Robert Brent Toplin, History News Network - Ronald Reagan promised to take government off the backs of enterprising Americans. He told voters that government was not the solution to the nation's problems; it was the problem. "The nine most terrifying words in the English language," said Reagan, are, " 'I'm from the government and I'm here to help.' " His speeches contained numerous warnings about the chilling effects of bureaucratic regulation. Government leaders think, he said, "If it moves, tax it. If it keeps moving, regulate it. And if it stops moving, subsidize it.". . . The main problem with Reagan's outlook was a failure to recognize that government regulation can serve business interests quite effectively. Many of the regulatory programs started by Franklin D. Roosevelt's New Deal in the 1930s aimed to promote fairness in economic competition. That legislation required greater transparency so that investors could more intelligently judge the value of securities in the stock market. The reforms mandated a separation of commercial and investment bank activities, since speculative investments by commercial banks had been one of the principal causes of the financial crash. Roosevelt's New Deal also created a bank insurance program, the FDIC, which brought stability to a finance industry that had been on the verge of collapse.

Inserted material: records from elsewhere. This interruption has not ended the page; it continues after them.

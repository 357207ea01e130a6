//! Embedded single-file backend (spec §4.1: "must run with zero external
//! services"). Schema mirrors [`super::postgres`] column-for-column so a
//! deployment can switch backends without code changes.

use async_trait::async_trait;
use chrono::{DateTime, Utc};
use fara_core::{Action, ActionEvent, Decision, GovernorError, RiskLevel, Status};
use serde_json::{Map, Value};
use sqlx::sqlite::{SqlitePool, SqlitePoolOptions};
use sqlx::Row;

use crate::{ActionFilters, ActionStore};

const SCHEMA: &str = r#"
CREATE TABLE IF NOT EXISTS actions (
    id              TEXT PRIMARY KEY,
    agent_id        TEXT NOT NULL,
    tool            TEXT NOT NULL,
    operation       TEXT NOT NULL,
    params          TEXT NOT NULL,
    context         TEXT NOT NULL,
    decision        TEXT,
    status          TEXT NOT NULL,
    reason          TEXT,
    risk_level      TEXT NOT NULL,
    approval_token  TEXT,
    policy_version  TEXT,
    created_at      TEXT NOT NULL,
    updated_at      TEXT NOT NULL,
    version         INTEGER NOT NULL,
    -- forward-compatible columns, unused by the current lifecycle
    outcome         TEXT,
    reason_code     TEXT,
    reason_details  TEXT,
    request_hash    TEXT,
    policy_hash     TEXT,
    runtime_version TEXT,
    profile_id      TEXT,
    profile_version TEXT,
    profile_hash    TEXT,
    provenance_id   TEXT
);

CREATE TABLE IF NOT EXISTS action_events (
    id           TEXT PRIMARY KEY,
    action_id    TEXT NOT NULL,
    event_type   TEXT NOT NULL,
    meta         TEXT NOT NULL,
    created_at   TEXT NOT NULL,
    prev_hash    TEXT,
    record_hash  TEXT,
    FOREIGN KEY (action_id) REFERENCES actions(id)
);

CREATE INDEX IF NOT EXISTS idx_action_events_action_id ON action_events(action_id);
CREATE INDEX IF NOT EXISTS idx_actions_status ON actions(status);
"#;

pub struct SqliteStore {
    pool: SqlitePool,
}

impl SqliteStore {
    pub async fn connect(path: &str) -> Result<Self, GovernorError> {
        let url = format!("sqlite://{path}?mode=rwc");
        let pool = SqlitePoolOptions::new()
            .max_connections(8)
            .connect(&url)
            .await
            .map_err(|e| GovernorError::StorageError(e.to_string()))?;
        sqlx::query(SCHEMA)
            .execute(&pool)
            .await
            .map_err(|e| GovernorError::StorageError(e.to_string()))?;
        Ok(Self { pool })
    }

    fn row_to_action(row: &sqlx::sqlite::SqliteRow) -> Result<Action, GovernorError> {
        let decode_json = |s: String| -> Result<Map<String, Value>, GovernorError> {
            match serde_json::from_str::<Value>(&s) {
                Ok(Value::Object(m)) => Ok(m),
                _ => Ok(Map::new()),
            }
        };
        let decision: Option<String> = row.try_get("decision").map_err(storage_err)?;
        let status: String = row.try_get("status").map_err(storage_err)?;
        let risk_level: String = row.try_get("risk_level").map_err(storage_err)?;
        let params: String = row.try_get("params").map_err(storage_err)?;
        let context: String = row.try_get("context").map_err(storage_err)?;
        let created_at: DateTime<Utc> = row.try_get("created_at").map_err(storage_err)?;
        let updated_at: DateTime<Utc> = row.try_get("updated_at").map_err(storage_err)?;

        Ok(Action {
            id: row.try_get("id").map_err(storage_err)?,
            agent_id: row.try_get("agent_id").map_err(storage_err)?,
            tool: row.try_get("tool").map_err(storage_err)?,
            operation: row.try_get("operation").map_err(storage_err)?,
            params: decode_json(params)?,
            context: decode_json(context)?,
            decision: decision.and_then(|d| serde_json::from_value(Value::String(d)).ok()),
            status: serde_json::from_value::<Status>(Value::String(status))
                .map_err(|e| GovernorError::Internal(e.to_string()))?,
            reason: row.try_get("reason").map_err(storage_err)?,
            risk_level: serde_json::from_value::<RiskLevel>(Value::String(risk_level))
                .map_err(|e| GovernorError::Internal(e.to_string()))?,
            approval_token: row.try_get("approval_token").map_err(storage_err)?,
            policy_version: row.try_get("policy_version").map_err(storage_err)?,
            created_at,
            updated_at,
            version: row.try_get("version").map_err(storage_err)?,
        })
    }
}

fn storage_err(e: sqlx::Error) -> GovernorError {
    GovernorError::StorageError(e.to_string())
}

fn decision_str(d: Decision) -> String {
    serde_json::to_value(d).ok().and_then(|v| v.as_str().map(str::to_string)).unwrap_or_default()
}

fn status_str(s: Status) -> String {
    serde_json::to_value(s).ok().and_then(|v| v.as_str().map(str::to_string)).unwrap_or_default()
}

fn risk_str(r: RiskLevel) -> String {
    serde_json::to_value(r).ok().and_then(|v| v.as_str().map(str::to_string)).unwrap_or_default()
}

#[async_trait]
impl ActionStore for SqliteStore {
    async fn create_action(&self, action: &Action) -> Result<(), GovernorError> {
        sqlx::query(
            r#"INSERT INTO actions
                (id, agent_id, tool, operation, params, context, decision, status, reason,
                 risk_level, approval_token, policy_version, created_at, updated_at, version)
               VALUES (?, ?, ?, ?, ?, ?, ?, ?, ?, ?, ?, ?, ?, ?, ?)"#,
        )
        .bind(&action.id)
        .bind(&action.agent_id)
        .bind(&action.tool)
        .bind(&action.operation)
        .bind(serde_json::to_string(&action.params).map_err(|e| GovernorError::Internal(e.to_string()))?)
        .bind(serde_json::to_string(&action.context).map_err(|e| GovernorError::Internal(e.to_string()))?)
        .bind(action.decision.map(decision_str))
        .bind(status_str(action.status))
        .bind(&action.reason)
        .bind(risk_str(action.risk_level))
        .bind(&action.approval_token)
        .bind(&action.policy_version)
        .bind(action.created_at)
        .bind(action.updated_at)
        .bind(action.version)
        .execute(&self.pool)
        .await
        .map_err(storage_err)?;
        Ok(())
    }

    async fn update_action(&self, action: &Action, expected_version: i64) -> Result<bool, GovernorError> {
        let result = sqlx::query(
            r#"UPDATE actions SET
                decision = ?, status = ?, reason = ?, risk_level = ?, approval_token = ?,
                policy_version = ?, updated_at = ?, version = ?
               WHERE id = ? AND version = ?"#,
        )
        .bind(action.decision.map(decision_str))
        .bind(status_str(action.status))
        .bind(&action.reason)
        .bind(risk_str(action.risk_level))
        .bind(&action.approval_token)
        .bind(&action.policy_version)
        .bind(action.updated_at)
        .bind(expected_version + 1)
        .bind(&action.id)
        .bind(expected_version)
        .execute(&self.pool)
        .await
        .map_err(storage_err)?;
        Ok(result.rows_affected() > 0)
    }

    async fn get_action(&self, id: &str) -> Result<Option<Action>, GovernorError> {
        let row = sqlx::query("SELECT * FROM actions WHERE id = ?")
            .bind(id)
            .fetch_optional(&self.pool)
            .await
            .map_err(storage_err)?;
        row.as_ref().map(Self::row_to_action).transpose()
    }

    async fn list_actions(&self, limit: i64, offset: i64, filters: ActionFilters) -> Result<Vec<Action>, GovernorError> {
        let mut sql = String::from("SELECT * FROM actions WHERE 1=1");
        if filters.agent_id.is_some() {
            sql.push_str(" AND agent_id = ?");
        }
        if filters.tool.is_some() {
            sql.push_str(" AND tool = ?");
        }
        if filters.status.is_some() {
            sql.push_str(" AND status = ?");
        }
        sql.push_str(" ORDER BY created_at DESC LIMIT ? OFFSET ?");

        let mut query = sqlx::query(&sql);
        if let Some(agent_id) = &filters.agent_id {
            query = query.bind(agent_id);
        }
        if let Some(tool) = &filters.tool {
            query = query.bind(tool);
        }
        if let Some(status) = filters.status {
            query = query.bind(status_str(status));
        }
        query = query.bind(limit).bind(offset);

        let rows = query.fetch_all(&self.pool).await.map_err(storage_err)?;
        rows.iter().map(Self::row_to_action).collect()
    }

    async fn count_actions(&self) -> Result<i64, GovernorError> {
        let row = sqlx::query("SELECT COUNT(*) AS n FROM actions")
            .fetch_one(&self.pool)
            .await
            .map_err(storage_err)?;
        row.try_get::<i64, _>("n").map_err(storage_err)
    }

    async fn append_event(&self, action_id: &str, event_type: &str, meta: Map<String, Value>) {
        let result = sqlx::query(
            "INSERT INTO action_events (id, action_id, event_type, meta, created_at) VALUES (?, ?, ?, ?, ?)",
        )
        .bind(uuid::Uuid::new_v4().to_string())
        .bind(action_id)
        .bind(event_type)
        .bind(serde_json::to_string(&meta).unwrap_or_else(|_| "{}".to_string()))
        .bind(Utc::now())
        .execute(&self.pool)
        .await;

        if let Err(e) = result {
            tracing::error!(action_id, event_type, error = %e, "failed to append audit event");
        }
    }

    async fn get_events(&self, action_id: &str) -> Result<Vec<ActionEvent>, GovernorError> {
        let rows = sqlx::query("SELECT * FROM action_events WHERE action_id = ? ORDER BY created_at ASC")
            .bind(action_id)
            .fetch_all(&self.pool)
            .await
            .map_err(storage_err)?;

        rows.iter()
            .map(|row| {
                let meta: String = row.try_get("meta").map_err(storage_err)?;
                Ok(ActionEvent {
                    id: row.try_get("id").map_err(storage_err)?,
                    action_id: row.try_get("action_id").map_err(storage_err)?,
                    event_type: row.try_get("event_type").map_err(storage_err)?,
                    meta: match serde_json::from_str::<Value>(&meta) {
                        Ok(Value::Object(m)) => m,
                        _ => Map::new(),
                    },
                    created_at: row.try_get("created_at").map_err(storage_err)?,
                    prev_hash: row.try_get("prev_hash").map_err(storage_err)?,
                    record_hash: row.try_get("record_hash").map_err(storage_err)?,
                })
            })
            .collect()
    }

    async fn seed_demo_actions(&self, actions: &[Action]) -> Result<(), GovernorError> {
        for action in actions {
            self.create_action(action).await?;
        }
        Ok(())
    }
}

#[cfg(test)]
mod tests {
    use super::*;
    use serde_json::json;

    // A pooled `:memory:` connection gives every pool connection its own
    // isolated database, so a create on one connection can be invisible to
    // a get on another. A uniquely named temp file sidesteps that without
    // giving up the "zero external services" property under test.
    async fn store() -> SqliteStore {
        let path = std::env::temp_dir().join(format!("fara-test-{}.db", uuid::Uuid::new_v4()));
        SqliteStore::connect(path.to_str().unwrap()).await.unwrap()
    }

    #[tokio::test]
    async fn create_then_get_round_trips() {
        let store = store().await;
        let action = Action::new("agent-1", "http", "get", json!({"url": "https://x"}).as_object().unwrap().clone(), Default::default());
        store.create_action(&action).await.unwrap();
        let fetched = store.get_action(&action.id).await.unwrap().unwrap();
        assert_eq!(fetched.id, action.id);
        assert_eq!(fetched.status, Status::PendingDecision);
        assert_eq!(fetched.version, 0);
    }

    #[tokio::test]
    async fn update_with_stale_version_is_rejected() {
        let store = store().await;
        let action = Action::new("agent-1", "http", "get", Default::default(), Default::default());
        store.create_action(&action).await.unwrap();

        let mut updated = action.clone();
        updated.status = Status::Allowed;
        updated.decision = Some(Decision::Allow);
        assert!(store.update_action(&updated, 0).await.unwrap());

        // retrying with the same (now-stale) expected_version must fail
        assert!(!store.update_action(&updated, 0).await.unwrap());

        let fresh = store.get_action(&action.id).await.unwrap().unwrap();
        assert_eq!(fresh.version, 1);
        assert_eq!(fresh.status, Status::Allowed);
    }

    #[tokio::test]
    async fn list_actions_filters_by_status() {
        let store = store().await;
        let a = Action::new("agent-1", "http", "get", Default::default(), Default::default());
        let mut b = Action::new("agent-1", "http", "get", Default::default(), Default::default());
        b.status = Status::Denied;
        store.create_action(&a).await.unwrap();
        store.create_action(&b).await.unwrap();

        let denied = store
            .list_actions(10, 0, ActionFilters { status: Some(Status::Denied), ..Default::default() })
            .await
            .unwrap();
        assert_eq!(denied.len(), 1);
        assert_eq!(denied[0].id, b.id);
    }

    #[tokio::test]
    async fn append_event_never_fails_caller() {
        let store = store().await;
        let action = Action::new("agent-1", "http", "get", Default::default(), Default::default());
        store.create_action(&action).await.unwrap();
        store.append_event(&action.id, "submitted", Map::new()).await;
        let events = store.get_events(&action.id).await.unwrap();
        assert_eq!(events.len(), 1);
        assert_eq!(events[0].event_type, "submitted");
    }
}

These and other improvements of the 1930s worked splendidly. For the next half century American markets operated with impressive stability. There were periods of boom and recession, but the country's financial system did not suffer from the kinds of shocks that have upset the American economy in recent years. The turn away from rules that promote fair business practices fostered dangerous risk-taking. An early sign of the troubles occurred on Reagan's watch. When the requirements for managing savings and loan institutions became lax in the 1980s, leaders of those organizations invested money recklessly. Many institutions failed or came close to failure, and the cleanup cost more than $150 billion. Yet blame for that crisis did not stick to the Teflon President. Recent troubles in the American economy can be attributed to a weakening of business regulation in the public interest, which is, in large part, a consequence of Reagan's anti-government preaching. In the absence of oversight, lending became a wildcat enterprise. Mortgage brokers easily deceived home buyers by promoting sub-prime loans, and then they passed on bundled documents to unwary investors.
Executives at Fannie Mae packaged both conventional and sub-prime loans, and they too, operated almost free of serious oversight. Fannie's leaders spent lavishly to hire sixty Washington lobbyists who showered congressmen with campaign funds. Executives at Fannie were generous to the politicians because they wanted to ward off regulation. Meanwhile, on Wall Street, brokerage firms became deeply committed to risky mortgage investments and did not make their customers fully aware of the risks. The nation's leading credit rating agencies, in turn, were not under much pressure to question claims about mortgage-based instruments that were marketed as blue chip quality. Government watchdogs were not active during those times to serve the interests of the public and the investors. . . Reagan's views of the relationship between government and business helped to put the nation and the world into a good deal of trouble. It is time to recognize that the former president's understanding of economics was not as sophisticated as his enthusiastic supporters often claimed.


How Reagan got our disaster going

1 comment:

greg gerritt said...

The evidence is quite clear, Tax cuts for the wealthy do not improve growth rates.